Мистер Сент-Джордж молчал, но казался столь же потрясенным и ошеломленным, как барон фон Кенигштайн, сцепивший руки на столе и судорожно стучавший указательным пальцем правой руки по кисти левой, он был бледен, как смерть, и даже не дышал.
- Джентльмены, - продолжил Вивиан, - я не отниму у вас много времени, хотя многое могу сказать на эту тему. Я совершенно спокоен, и, поверьте, полон решимости. Вам советую тоже сохранять спокойствие - для вас так будет лучше. Будьте уверены: если вы льстили себе мыслью, что я - из тех, кого можно надуть и над кем можно покуражиться, вы ошиблись. Одним словом, мне известно обо всем, что вы задумали для встречи со мной и мистером Сент-Джорджем сегодня вечером. Ваши крапленые карты - у меня в кармане, и вы сможете их у меня отнять только вместе с моей жизнью. Нас тут двое против двоих, силы равны, а я, джентльмены, вооружен. Иначе вы решились бы на крайность. Не лучший способ проявить благоразумие, не так ли, друзья мои?

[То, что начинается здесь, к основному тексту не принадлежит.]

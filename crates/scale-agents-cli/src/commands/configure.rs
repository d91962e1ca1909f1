use anyhow::{Context, Result};
use console::style;
use scale_agents::{Config, Settings};
use serde_json::Value;

/// Same rule as environment overrides: JSON if it parses, else a string.
fn parse_value(raw: &str) -> Value {
    serde_json::from_str(raw).unwrap_or_else(|_| Value::String(raw.to_string()))
}

pub fn handle_config_show(settings: Settings) -> Result<()> {
    let yaml = serde_yaml::to_string(&settings).context("Failed to render settings")?;
    print!("{}", yaml);
    Ok(())
}

pub fn handle_config_set(config: &Config, key: &str, raw: &str) -> Result<()> {
    let value = parse_value(raw);
    let previous = config.load_values()?.remove(key);
    config.set_param(key, value.clone())?;

    // Reject a value that would leave the stored settings unusable.
    if let Err(err) = Settings::load(config) {
        match previous {
            Some(previous) => config.set_param(key, previous)?,
            None => config.delete(key)?,
        }
        return Err(err).with_context(|| format!("Rejected value for '{}'", key));
    }

    println!("{} {} = {}", style("saved").green(), key, value);
    Ok(())
}

pub fn handle_config_path(config: &Config) -> Result<()> {
    println!("{}", config.path());
    Ok(())
}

- Это какой-то ваш подлый заговор, господа, - сказал де Боффлер, - крапленые карты, право слово! Свежо предание, нечего сказать! Посланники великого государства используют крапленую колоду! Заслуживает ли доверия эта история, и кому поверят? Авантюристу, которого никто не знает, который сегодня вечером не смог применить свои привычные уловки, проиграл деньги, которые теперь не может выплатить, использует крапленые карты, которые не смог подложить в колоду, и, несомненно, притворяется, что эти карты он украл с нашего стола, а наши собственные карты до его обвинений были спрятаны в тайном кармане.
Наглость этого человека поразила даже Вивиана. Что касается мистера Сент-Джорджа, он смотрел на происходящее, как баран на новые ворота. Прежде чем Вивиан смог ответить, барон нарушил молчание. Казалось, каждое слово требовало от него невероятных усилий.
- Нет, это уж слишком! Хватит! Я проиграл, но не буду множить свои преступления. Ваши смелость и удача спасли вас, мистер Грей, и вашего друга от происков злодеев. А вы, негодяй, - он повернулся к де Боффлеру, - теперь можете спать спокойно, наконец-то вы меня уничтожили.
Он склонился над столом и закрыл лицо руками.
- Малодушный дурак! - закричал шевалье. - Конец всем вашим обещаниям и клятвам? Но помните, сэр, помните! Я не питаю пристрастия к сценам. Доброй ночи, джентльмены. Барон, жду от вас вестей.
- Остановитесь, сэр! - крикнул Вивиан. - Никто не покинет эту комнату без моего разрешения.
- Я к вашим услугам, сэр, когда пожелаете, - сказал шевалье.
- Я не собираюсь задерживать вас надолго, сэр, отнюдь. Будь у меня время, я с удовольствием помог бы вам выйти из этой комнаты, и не через дверь. А пока идите к черту.
После этих слов он вышвырнул французского авантюриста в коридор.
- Барон фон Кенигштайн, - обратился Вивиан к барону, - своим сегодняшним поведением вы доказали, что вы - лучше, чем я о вас думал. Признаться, я думал, что вы слишком привыкли к подобным сценам, чтобы бояться разоблачения.
- Отнюдь! - энергично воскликнул барон. Твердый голос и тон, которым он произнес это короткое слово, удивительным образом противоречил тому, как он говорил прежде, но он тут же умолк.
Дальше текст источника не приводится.